Exercise instructions: Here are some records; copy every line that holds the word "OutgoingSend".
^^^^^^^^^^^^^^^^
//! The composer: owns the draft for one open chat panel, admits and runs
//! upload batches, and coordinates send attempts with optimistic clearing
//! and rollback.

use std::sync::{Arc, Mutex, MutexGuard};

use {
    tokio::{sync::broadcast, task::JoinHandle},
    tracing::{debug, warn},
};

use {
    roost_common::{Attachment, Chat, ChatMessage, FileSource},
    roost_service_traits::{
        MessageService, Notice, NoticeSink, NoopNoticeSink, SendError, UploadService,
    },
};

use crate::{
    accept::AcceptanceCoordinator,
    config::ComposerConfig,
    draft::DraftState,
    error::{Error, Result},
    events::{ComposerEvent, EVENT_BUFFER},
    send::{GENERIC_SEND_FAILURE, OutgoingSend, SendOutcome, SendState},
    upload,
};

struct Inner {
    draft: DraftState,
    send: SendState,
}

/// One composer per open chat panel. All mutation goes through short
/// critical sections; the only suspension points are the network awaits.
pub struct Composer<S> {
    services: Arc<S>,
    config: ComposerConfig,
    notices: Arc<dyn NoticeSink>,
    inner: Arc<Mutex<Inner>>,
    events: broadcast::Sender<ComposerEvent>,
}

impl<S> Composer<S> {
    pub fn new(services: Arc<S>, config: ComposerConfig) -> Self {
        let (events, _) = broadcast::channel(EVENT_BUFFER);
        Self {
            services,
            config,
            notices: Arc::new(NoopNoticeSink),
            inner: Arc::new(Mutex::new(Inner {
                draft: DraftState::default(),
                send: SendState::Idle,
            })),
            events,
        }
    }

    /// Route notices (the attachment-limit toast) to the host's sink.
    #[must_use]
    pub fn with_notice_sink(mut self, notices: Arc<dyn NoticeSink>) -> Self {
        self.notices = notices;
        self
    }

    pub fn config(&self) -> &ComposerConfig {
        &self.config
    }

    /// Subscribe to composer events (upload progress, draft clears).
    pub fn subscribe(&self) -> broadcast::Receiver<ComposerEvent> {
        self.events.subscribe()
    }

    /// Snapshot of the current draft state.
    pub fn draft(&self) -> DraftState {
        self.lock().draft.clone()
    }

    pub fn is_sending(&self) -> bool {
        matches!(self.lock().send, SendState::Sending { .. })
    }

    /// Message of the most recent failed send attempt, if the composer is
    /// currently in the failed state.
    pub fn send_failure(&self) -> Option<String> {
        match &self.lock().send {
            SendState::Failed { message, .. } => Some(message.clone()),
            _ => None,
        }
    }

    // ── Draft mutation ───────────────────────────────────────────────────

    pub fn append_text(&self, text: &str) {
        self.lock().draft.append_text(text);
    }

    pub fn insert_newline(&self) {
        self.lock().draft.insert_newline();
    }

    /// Replace the attachment sequence wholesale.
    pub fn set_attachments(&self, attachments: Vec<Attachment>) {
        self.lock().draft.set_attachments(attachments);
    }

    /// Remove one attachment by index; no network call, the server-side
    /// media object is simply never referenced.
    pub fn remove_attachment(&self, index: usize) {
        self.lock().draft.remove_attachment(index);
    }

    /// Reset the draft (user cancel). Bumps the reset epoch so the bound
    /// input widget clears too.
    pub fn clear(&self) {
        let epoch = self.lock().draft.clear();
        let _ = self.events.send(ComposerEvent::DraftCleared { epoch });
    }

    fn lock(&self) -> MutexGuard<'_, Inner> {
        self.inner.lock().unwrap_or_else(|e| e.into_inner())
    }
}

impl<S: UploadService> Composer<S> {
    /// Upload a batch of files and append the resulting attachments to
    /// the draft.
    ///
    /// Admission is checked once, before any network call: a selection
    /// that would exceed the attachment limit fails with
    /// [`Error::AttachmentLimit`] and raises the limit notice, and a
    /// batch submitted while another is in flight fails with
    /// [`Error::UploadInFlight`]. An admitted batch is all-or-nothing:
    /// on failure the draft's attachments are untouched and the counters
    /// return to idle.
    pub async fn attach_files(&self, files: Vec<FileSource>) -> Result<()> {
        if files.is_empty() {
            return Err(Error::EmptyBatch);
        }
        let count = files.len();
        let limit = self.config.attachment_limit;
        {
            let mut inner = self.lock();
            if inner.draft.pending_upload_count > 0 {
                return Err(Error::UploadInFlight);
            }
            if inner.draft.attachments.len() + count > limit {
                drop(inner);
                debug!(count, limit, "attachment selection over limit");
                self.notices.notice(Notice::AttachmentLimitExceeded { limit });
                return Err(Error::AttachmentLimit { limit });
            }
            inner.draft.pending_upload_count = count;
            inner.draft.upload_progress = 0.0;
        }

        let progress: Arc<dyn Fn(f32) + Send + Sync> = {
            let inner = Arc::clone(&self.inner);
            let events = self.events.clone();
            Arc::new(move |mean: f32| {
                let mut inner = inner.lock().unwrap_or_else(|e| e.into_inner());
                inner.draft.upload_progress = mean;
                drop(inner);
                let _ = events.send(ComposerEvent::UploadProgress { progress: mean });
            })
        };

        let result = upload::run_batch(self.services.as_ref(), files, progress).await;

        let mut inner = self.lock();
        inner.draft.pending_upload_count = 0;
        inner.draft.upload_progress = 0.0;
        let uploaded = result?;
        inner.draft.attachments.extend(uploaded);
        Ok(())
    }

    /// Route a clipboard paste into the upload pipeline. The paste is
    /// taken only when nothing is typed or attached and it carries
    /// exactly one file; returns whether it was taken.
    pub async fn paste_files(&self, files: Vec<FileSource>) -> Result<bool> {
        let take = files.len() == 1 && self.lock().draft.is_empty();
        if !take {
            return Ok(false);
        }
        self.attach_files(files).await.map(|()| true)
    }
}

impl<S: MessageService> Composer<S> {
    /// Start a send attempt: capture the payload, optimistically clear
    /// the draft, and move to the sending state.
    ///
    /// Returns `None` — leaving all state untouched — when the draft is
    /// empty or a send is already in flight (re-entrancy guard). The
    /// returned [`OutgoingSend`] says whether the chat still needs its
    /// one-time acceptance request.
    pub fn begin_send(&self, chat: &Chat) -> Option<OutgoingSend> {
        let (message, epoch) = {
            let mut inner = self.lock();
            if matches!(inner.send, SendState::Sending { .. }) {
                debug!(chat_id = %chat.id, "send already in flight");
                return None;
            }
            if inner.draft.is_empty() {
                return None;
            }
            let snapshot = inner.draft.snapshot();
            let message = snapshot.outgoing(&chat.id);
            let epoch = inner.draft.clear();
            inner.send = SendState::Sending { snapshot };
            (message, epoch)
        };
        let _ = self.events.send(ComposerEvent::DraftCleared { epoch });
        Some(OutgoingSend {
            message,
            needs_accept: !chat.accepted,
        })
    }

    /// Reconcile a settled send attempt back into the draft.
    ///
    /// Success returns to idle and clears `last_error`. A recoverable
    /// failure (HTTP or transport) restores the pre-send content —
    /// attachments are consumed and not restored — and records the most
    /// specific available message. Any other failure is returned to the
    /// caller untouched.
    pub fn finish_send(
        &self,
        outcome: std::result::Result<ChatMessage, SendError>,
    ) -> Result<SendOutcome> {
        let mut inner = self.lock();
        let snapshot = match std::mem::take(&mut inner.send) {
            SendState::Sending { snapshot } => snapshot,
            state => {
                warn!("finish_send without a send in flight");
                inner.send = state;
                return Ok(SendOutcome::Skipped);
            },
        };
        match outcome {
            Ok(message) => {
                debug!(id = %message.id, chat_id = %message.chat_id, "chat message delivered");
                inner.draft.last_error = None;
                Ok(SendOutcome::Delivered(message))
            },
            Err(error) if error.is_recoverable() => {
                let text = error
                    .server_message()
                    .map(str::to_owned)
                    .unwrap_or_else(|| GENERIC_SEND_FAILURE.to_owned());
                warn!(error = %error, "send failed, restoring draft content");
                inner.draft.content = snapshot.content.clone();
                inner.draft.last_error = Some(text.clone());
                inner.send = SendState::Failed {
                    snapshot,
                    message: text.clone(),
                };
                Ok(SendOutcome::Recovered { error: text })
            },
            Err(error) => {
                inner.send = SendState::Idle;
                Err(Error::Send(error))
            },
        }
    }

    /// Drive one send attempt to completion: begin, deliver, reconcile.
    ///
    /// When the chat is unaccepted the acceptance request runs
    /// concurrently with the delivery; neither gates the other and their
    /// completion order is unconstrained.
    pub async fn send_now(&self, chat: &Chat) -> Result<SendOutcome> {
        let Some(OutgoingSend {
            message,
            needs_accept,
        }) = self.begin_send(chat)
        else {
            return Ok(SendOutcome::Skipped);
        };
        let outcome = if needs_accept {
            let coordinator = AcceptanceCoordinator::new(Arc::clone(&self.services));
            let (outcome, ()) = tokio::join!(
                self.services.send_message(&message),
                coordinator.accept(&chat.id),
            );
            outcome
        } else {
            self.services.send_message(&message).await
        };
        self.finish_send(outcome)
    }
}

impl<S: MessageService + 'static> Composer<S> {
    /// Fire-and-forget send. The draft is cleared before this returns;
    /// delivery and reconciliation run in a spawned task whose handle
    /// carries any unrecoverable error. Returns `None` when there was
    /// nothing to send or a send is already in flight.
    pub fn send(self: Arc<Self>, chat: &Chat) -> Option<JoinHandle<Result<SendOutcome>>> {
        let OutgoingSend {
            message,
            needs_accept,
        } = self.begin_send(chat)?;
        if needs_accept {
            let coordinator = AcceptanceCoordinator::new(Arc::clone(&self.services));
            let chat_id = message.chat_id.clone();
            tokio::spawn(async move { coordinator.accept(&chat_id).await });
        }
        Some(tokio::spawn(async move {
            let outcome = self.services.send_message(&message).await;
            self.finish_send(outcome)
        }))
    }
}
//! Chat message composition and delivery pipeline.
//!
//! A [`Composer`] owns one draft (text plus pending attachments) for one
//! open chat panel. File selections fan out into concurrent uploads with
//! all-or-nothing settlement; sends clear the draft optimistically and
//! reconcile failures back into it; the first send into an unaccepted
//! chat triggers a one-time acceptance request. The network sits behind
//! the `roost-service-traits` seams, so hosts and tests can swap in any
//! implementation.

pub mod accept;
pub mod composer;
pub mod config;
pub mod draft;
pub mod error;
pub mod events;
pub mod send;
pub mod sync;
mod upload;

pub use {
    accept::AcceptanceCoordinator,
    composer::Composer,
    config::{ComposerConfig, DEFAULT_ATTACHMENT_LIMIT},
    draft::{DraftSnapshot, DraftState},
    error::{Error, Result},
    events::ComposerEvent,
    send::{GENERIC_SEND_FAILURE, OutgoingSend, SendOutcome},
    sync::{InputBinding, InputSynchronizer},
};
^^^^^^^^^^^^^^^^
Solution for this exercise:
    send::{GENERIC_SEND_FAILURE, OutgoingSend, SendOutcome, SendState},
    /// returned [`OutgoingSend`] says whether the chat still needs its
    pub fn begin_send(&self, chat: &Chat) -> Option<OutgoingSend> {
        Some(OutgoingSend {
        let Some(OutgoingSend {
        let OutgoingSend {
    send::{GENERIC_SEND_FAILURE, OutgoingSend, SendOutcome},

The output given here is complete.